-------- Excerpted records --------
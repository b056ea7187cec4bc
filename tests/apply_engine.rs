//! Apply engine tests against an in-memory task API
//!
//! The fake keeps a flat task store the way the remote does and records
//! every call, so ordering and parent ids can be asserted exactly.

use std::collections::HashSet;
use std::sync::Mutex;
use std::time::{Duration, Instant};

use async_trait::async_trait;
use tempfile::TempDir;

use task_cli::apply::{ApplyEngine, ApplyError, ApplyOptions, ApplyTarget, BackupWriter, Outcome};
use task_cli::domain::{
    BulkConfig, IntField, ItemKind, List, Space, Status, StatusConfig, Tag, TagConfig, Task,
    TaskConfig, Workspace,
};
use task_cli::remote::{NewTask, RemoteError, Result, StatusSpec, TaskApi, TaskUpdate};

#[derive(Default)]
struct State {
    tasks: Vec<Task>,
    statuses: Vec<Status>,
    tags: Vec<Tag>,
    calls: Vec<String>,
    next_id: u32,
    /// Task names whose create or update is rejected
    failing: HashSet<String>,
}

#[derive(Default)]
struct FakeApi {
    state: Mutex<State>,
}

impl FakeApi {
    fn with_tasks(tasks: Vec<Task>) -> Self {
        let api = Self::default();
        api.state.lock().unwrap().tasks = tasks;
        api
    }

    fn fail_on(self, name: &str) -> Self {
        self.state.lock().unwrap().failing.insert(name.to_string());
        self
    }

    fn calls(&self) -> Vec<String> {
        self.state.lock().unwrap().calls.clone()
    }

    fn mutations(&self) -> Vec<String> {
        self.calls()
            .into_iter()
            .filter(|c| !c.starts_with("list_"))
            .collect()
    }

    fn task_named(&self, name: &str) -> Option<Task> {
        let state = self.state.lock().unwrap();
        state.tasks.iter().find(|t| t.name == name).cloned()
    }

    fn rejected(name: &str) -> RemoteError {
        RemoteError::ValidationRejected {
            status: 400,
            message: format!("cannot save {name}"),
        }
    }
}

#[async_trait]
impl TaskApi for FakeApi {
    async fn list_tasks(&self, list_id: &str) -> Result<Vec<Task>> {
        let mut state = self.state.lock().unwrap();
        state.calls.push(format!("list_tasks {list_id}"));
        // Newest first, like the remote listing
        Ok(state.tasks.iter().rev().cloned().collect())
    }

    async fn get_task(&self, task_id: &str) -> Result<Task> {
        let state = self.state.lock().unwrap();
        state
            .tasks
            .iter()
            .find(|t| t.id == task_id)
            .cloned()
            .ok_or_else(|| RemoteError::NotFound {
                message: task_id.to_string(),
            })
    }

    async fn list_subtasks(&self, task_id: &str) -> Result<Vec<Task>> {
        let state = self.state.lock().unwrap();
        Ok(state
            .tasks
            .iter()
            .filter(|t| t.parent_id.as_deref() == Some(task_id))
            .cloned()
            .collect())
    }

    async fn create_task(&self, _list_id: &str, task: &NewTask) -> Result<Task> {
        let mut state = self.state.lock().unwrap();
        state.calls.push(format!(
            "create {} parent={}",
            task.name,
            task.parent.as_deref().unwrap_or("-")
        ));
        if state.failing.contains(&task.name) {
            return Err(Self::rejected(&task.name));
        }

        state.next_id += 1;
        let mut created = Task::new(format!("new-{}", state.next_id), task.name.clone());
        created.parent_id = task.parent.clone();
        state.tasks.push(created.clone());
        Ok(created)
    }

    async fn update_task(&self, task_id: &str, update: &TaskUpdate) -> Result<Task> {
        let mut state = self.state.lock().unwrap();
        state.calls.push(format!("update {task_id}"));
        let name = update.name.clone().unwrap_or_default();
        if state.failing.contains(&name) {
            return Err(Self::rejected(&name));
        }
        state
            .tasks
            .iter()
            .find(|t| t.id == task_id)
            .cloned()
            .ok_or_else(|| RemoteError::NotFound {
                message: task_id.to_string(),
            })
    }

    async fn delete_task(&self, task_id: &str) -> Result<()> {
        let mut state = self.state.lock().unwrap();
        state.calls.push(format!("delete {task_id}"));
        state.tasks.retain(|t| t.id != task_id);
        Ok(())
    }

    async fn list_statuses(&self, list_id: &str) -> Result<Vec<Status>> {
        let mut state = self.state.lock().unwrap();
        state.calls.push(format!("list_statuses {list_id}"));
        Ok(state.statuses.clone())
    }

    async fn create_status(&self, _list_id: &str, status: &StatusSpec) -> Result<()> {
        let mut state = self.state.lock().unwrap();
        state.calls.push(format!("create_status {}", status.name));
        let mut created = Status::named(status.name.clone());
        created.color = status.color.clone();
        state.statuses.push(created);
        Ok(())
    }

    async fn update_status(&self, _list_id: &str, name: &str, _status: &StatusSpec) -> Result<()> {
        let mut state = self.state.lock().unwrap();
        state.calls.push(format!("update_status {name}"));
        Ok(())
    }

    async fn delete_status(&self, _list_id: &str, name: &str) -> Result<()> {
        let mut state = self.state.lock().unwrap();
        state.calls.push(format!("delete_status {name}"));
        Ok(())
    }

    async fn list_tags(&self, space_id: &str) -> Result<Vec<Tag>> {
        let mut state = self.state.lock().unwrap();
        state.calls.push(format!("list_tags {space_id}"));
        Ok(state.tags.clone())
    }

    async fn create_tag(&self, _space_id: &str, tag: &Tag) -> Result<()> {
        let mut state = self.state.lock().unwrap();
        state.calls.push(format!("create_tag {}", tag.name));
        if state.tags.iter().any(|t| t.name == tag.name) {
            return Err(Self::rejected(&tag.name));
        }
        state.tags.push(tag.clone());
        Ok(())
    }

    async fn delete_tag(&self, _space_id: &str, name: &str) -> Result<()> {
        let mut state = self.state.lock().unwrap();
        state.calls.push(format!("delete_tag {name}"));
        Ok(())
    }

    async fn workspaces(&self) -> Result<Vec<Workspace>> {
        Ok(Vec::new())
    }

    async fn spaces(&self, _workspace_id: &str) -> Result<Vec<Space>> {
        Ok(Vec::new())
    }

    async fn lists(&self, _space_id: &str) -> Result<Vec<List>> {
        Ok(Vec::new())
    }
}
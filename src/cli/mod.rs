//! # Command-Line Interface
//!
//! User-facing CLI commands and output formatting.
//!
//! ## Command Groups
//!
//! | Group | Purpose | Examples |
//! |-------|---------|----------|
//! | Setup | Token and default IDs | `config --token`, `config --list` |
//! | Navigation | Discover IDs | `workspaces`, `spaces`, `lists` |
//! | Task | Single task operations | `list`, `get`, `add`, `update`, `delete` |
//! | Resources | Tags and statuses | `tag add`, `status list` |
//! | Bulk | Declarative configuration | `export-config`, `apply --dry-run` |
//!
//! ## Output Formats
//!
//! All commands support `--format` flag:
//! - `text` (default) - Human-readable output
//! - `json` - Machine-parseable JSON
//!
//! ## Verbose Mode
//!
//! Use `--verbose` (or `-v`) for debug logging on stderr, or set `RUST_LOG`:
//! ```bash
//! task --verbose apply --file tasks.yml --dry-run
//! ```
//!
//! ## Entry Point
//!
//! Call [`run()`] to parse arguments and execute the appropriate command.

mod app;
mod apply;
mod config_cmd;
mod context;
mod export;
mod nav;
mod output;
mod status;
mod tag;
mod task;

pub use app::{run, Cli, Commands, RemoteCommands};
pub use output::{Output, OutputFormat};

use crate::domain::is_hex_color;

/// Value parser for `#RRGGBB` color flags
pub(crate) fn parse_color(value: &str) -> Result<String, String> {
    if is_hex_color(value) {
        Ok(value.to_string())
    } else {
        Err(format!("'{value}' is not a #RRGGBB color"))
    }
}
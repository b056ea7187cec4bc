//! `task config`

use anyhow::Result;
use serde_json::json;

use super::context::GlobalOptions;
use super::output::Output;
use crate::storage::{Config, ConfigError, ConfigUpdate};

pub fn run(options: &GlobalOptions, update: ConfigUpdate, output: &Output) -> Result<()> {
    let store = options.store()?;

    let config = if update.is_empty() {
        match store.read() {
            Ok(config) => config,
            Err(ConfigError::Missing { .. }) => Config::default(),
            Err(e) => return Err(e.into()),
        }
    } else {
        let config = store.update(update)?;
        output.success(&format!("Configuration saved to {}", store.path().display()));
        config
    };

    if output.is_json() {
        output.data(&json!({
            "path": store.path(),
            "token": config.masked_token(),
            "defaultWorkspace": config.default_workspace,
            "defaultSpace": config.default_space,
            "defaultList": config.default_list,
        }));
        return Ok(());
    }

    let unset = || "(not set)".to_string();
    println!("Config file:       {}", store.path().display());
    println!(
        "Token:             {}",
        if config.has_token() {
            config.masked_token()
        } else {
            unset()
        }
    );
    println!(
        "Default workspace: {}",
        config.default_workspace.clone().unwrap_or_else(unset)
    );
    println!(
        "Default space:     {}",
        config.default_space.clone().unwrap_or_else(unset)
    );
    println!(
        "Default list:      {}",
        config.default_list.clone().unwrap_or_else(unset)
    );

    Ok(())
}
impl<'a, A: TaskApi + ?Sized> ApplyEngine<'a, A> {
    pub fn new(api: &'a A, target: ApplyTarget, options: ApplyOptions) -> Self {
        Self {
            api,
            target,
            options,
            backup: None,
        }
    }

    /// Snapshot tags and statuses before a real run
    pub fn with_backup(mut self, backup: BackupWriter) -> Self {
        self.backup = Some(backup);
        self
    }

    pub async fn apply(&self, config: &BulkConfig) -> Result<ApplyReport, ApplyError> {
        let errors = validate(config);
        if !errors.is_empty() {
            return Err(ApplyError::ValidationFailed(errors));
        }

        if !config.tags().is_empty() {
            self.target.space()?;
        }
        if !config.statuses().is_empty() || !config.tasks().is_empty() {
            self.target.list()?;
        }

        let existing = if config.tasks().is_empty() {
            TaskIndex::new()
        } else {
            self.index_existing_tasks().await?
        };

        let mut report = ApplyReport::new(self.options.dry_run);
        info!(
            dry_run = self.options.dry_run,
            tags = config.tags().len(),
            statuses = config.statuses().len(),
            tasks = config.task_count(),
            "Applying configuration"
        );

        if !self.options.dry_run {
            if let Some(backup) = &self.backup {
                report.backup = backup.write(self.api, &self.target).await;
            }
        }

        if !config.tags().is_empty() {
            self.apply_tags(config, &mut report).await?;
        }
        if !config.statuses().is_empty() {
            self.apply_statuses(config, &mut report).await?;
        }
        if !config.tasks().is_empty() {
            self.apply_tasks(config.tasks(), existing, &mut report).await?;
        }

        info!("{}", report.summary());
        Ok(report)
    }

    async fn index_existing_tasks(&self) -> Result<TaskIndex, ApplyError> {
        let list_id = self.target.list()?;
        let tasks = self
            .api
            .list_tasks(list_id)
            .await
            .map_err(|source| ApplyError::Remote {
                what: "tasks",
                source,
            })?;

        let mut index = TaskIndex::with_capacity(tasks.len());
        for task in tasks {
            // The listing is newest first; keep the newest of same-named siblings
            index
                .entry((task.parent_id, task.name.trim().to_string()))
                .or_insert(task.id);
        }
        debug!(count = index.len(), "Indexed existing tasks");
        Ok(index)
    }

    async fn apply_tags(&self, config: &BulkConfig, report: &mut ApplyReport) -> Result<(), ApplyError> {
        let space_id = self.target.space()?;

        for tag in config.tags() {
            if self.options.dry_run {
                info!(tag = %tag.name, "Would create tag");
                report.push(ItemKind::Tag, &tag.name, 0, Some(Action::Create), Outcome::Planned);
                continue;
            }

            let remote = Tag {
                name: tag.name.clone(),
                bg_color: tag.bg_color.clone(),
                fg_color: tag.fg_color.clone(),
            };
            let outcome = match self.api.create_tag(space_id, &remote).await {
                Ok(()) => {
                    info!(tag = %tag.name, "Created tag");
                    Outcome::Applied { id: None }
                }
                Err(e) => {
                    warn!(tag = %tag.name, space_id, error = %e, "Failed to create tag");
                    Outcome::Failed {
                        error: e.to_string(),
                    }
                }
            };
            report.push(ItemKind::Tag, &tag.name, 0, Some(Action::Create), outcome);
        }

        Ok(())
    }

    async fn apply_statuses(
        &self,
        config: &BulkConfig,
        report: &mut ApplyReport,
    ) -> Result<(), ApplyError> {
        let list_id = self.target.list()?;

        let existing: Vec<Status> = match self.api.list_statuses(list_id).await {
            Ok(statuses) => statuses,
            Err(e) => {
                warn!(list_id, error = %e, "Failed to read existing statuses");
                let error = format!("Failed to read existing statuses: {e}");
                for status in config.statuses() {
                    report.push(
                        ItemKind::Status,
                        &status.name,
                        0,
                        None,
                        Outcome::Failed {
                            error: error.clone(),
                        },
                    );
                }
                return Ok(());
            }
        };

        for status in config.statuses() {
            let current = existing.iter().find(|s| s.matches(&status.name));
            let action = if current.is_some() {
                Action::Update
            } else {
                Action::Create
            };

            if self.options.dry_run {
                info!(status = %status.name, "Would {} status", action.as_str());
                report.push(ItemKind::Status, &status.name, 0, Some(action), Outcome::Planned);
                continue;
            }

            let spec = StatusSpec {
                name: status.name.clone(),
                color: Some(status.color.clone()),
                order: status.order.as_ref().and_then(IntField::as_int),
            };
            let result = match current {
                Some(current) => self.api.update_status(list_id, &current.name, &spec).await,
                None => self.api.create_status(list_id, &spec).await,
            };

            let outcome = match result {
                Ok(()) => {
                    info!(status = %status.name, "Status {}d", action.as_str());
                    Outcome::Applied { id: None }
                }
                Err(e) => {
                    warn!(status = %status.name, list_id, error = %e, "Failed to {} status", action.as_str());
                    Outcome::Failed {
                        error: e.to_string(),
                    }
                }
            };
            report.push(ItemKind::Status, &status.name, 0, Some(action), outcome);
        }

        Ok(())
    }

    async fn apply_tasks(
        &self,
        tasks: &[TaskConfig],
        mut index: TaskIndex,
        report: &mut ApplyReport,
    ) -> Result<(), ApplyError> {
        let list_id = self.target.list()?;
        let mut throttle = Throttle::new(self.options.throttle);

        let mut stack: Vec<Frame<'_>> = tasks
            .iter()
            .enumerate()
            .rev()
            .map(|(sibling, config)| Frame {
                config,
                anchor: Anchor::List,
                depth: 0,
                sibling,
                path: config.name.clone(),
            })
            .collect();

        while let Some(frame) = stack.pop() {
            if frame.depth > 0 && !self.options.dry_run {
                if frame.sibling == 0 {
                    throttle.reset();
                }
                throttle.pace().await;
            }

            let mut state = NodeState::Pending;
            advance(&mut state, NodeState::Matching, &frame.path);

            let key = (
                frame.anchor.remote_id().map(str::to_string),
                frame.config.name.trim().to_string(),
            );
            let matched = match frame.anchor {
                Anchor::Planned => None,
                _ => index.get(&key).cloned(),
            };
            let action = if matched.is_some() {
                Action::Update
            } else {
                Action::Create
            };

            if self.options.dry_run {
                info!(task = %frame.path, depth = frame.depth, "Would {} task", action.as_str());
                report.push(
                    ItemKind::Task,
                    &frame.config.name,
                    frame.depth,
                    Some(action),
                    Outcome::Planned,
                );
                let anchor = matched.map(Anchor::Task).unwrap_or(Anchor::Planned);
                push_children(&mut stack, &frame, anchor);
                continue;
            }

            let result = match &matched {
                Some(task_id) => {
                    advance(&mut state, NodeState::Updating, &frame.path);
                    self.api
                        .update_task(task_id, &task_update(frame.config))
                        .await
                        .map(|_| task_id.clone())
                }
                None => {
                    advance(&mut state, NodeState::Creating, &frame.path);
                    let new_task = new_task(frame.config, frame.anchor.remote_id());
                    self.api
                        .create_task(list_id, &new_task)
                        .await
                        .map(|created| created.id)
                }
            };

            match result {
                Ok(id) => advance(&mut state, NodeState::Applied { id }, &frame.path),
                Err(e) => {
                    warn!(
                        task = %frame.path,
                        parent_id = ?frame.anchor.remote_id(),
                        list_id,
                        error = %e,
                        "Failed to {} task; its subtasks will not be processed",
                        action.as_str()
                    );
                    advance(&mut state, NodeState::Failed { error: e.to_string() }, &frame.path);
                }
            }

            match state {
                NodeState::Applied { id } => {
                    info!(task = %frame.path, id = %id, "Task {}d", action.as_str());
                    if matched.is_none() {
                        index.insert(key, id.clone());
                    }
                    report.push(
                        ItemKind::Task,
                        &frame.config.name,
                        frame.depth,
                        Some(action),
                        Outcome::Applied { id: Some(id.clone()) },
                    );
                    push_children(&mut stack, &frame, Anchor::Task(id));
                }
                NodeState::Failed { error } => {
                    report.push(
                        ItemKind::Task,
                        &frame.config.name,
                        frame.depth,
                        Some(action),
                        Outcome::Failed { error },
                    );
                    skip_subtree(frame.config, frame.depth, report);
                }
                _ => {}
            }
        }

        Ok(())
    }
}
--------
→ **What is being asked**
Would you print, exactly as written, every line above from the one holding "update is rejected" through the one holding "api.state.lock().unwrap().tasks = tasks;", with both included and no other lines?

→ **Solution to the problem**
    /// Task names whose create or update is rejected
    failing: HashSet<String>,
}

#[derive(Default)]
struct FakeApi {
    state: Mutex<State>,
}

impl FakeApi {
    fn with_tasks(tasks: Vec<Task>) -> Self {
        let api = Self::default();
        api.state.lock().unwrap().tasks = tasks;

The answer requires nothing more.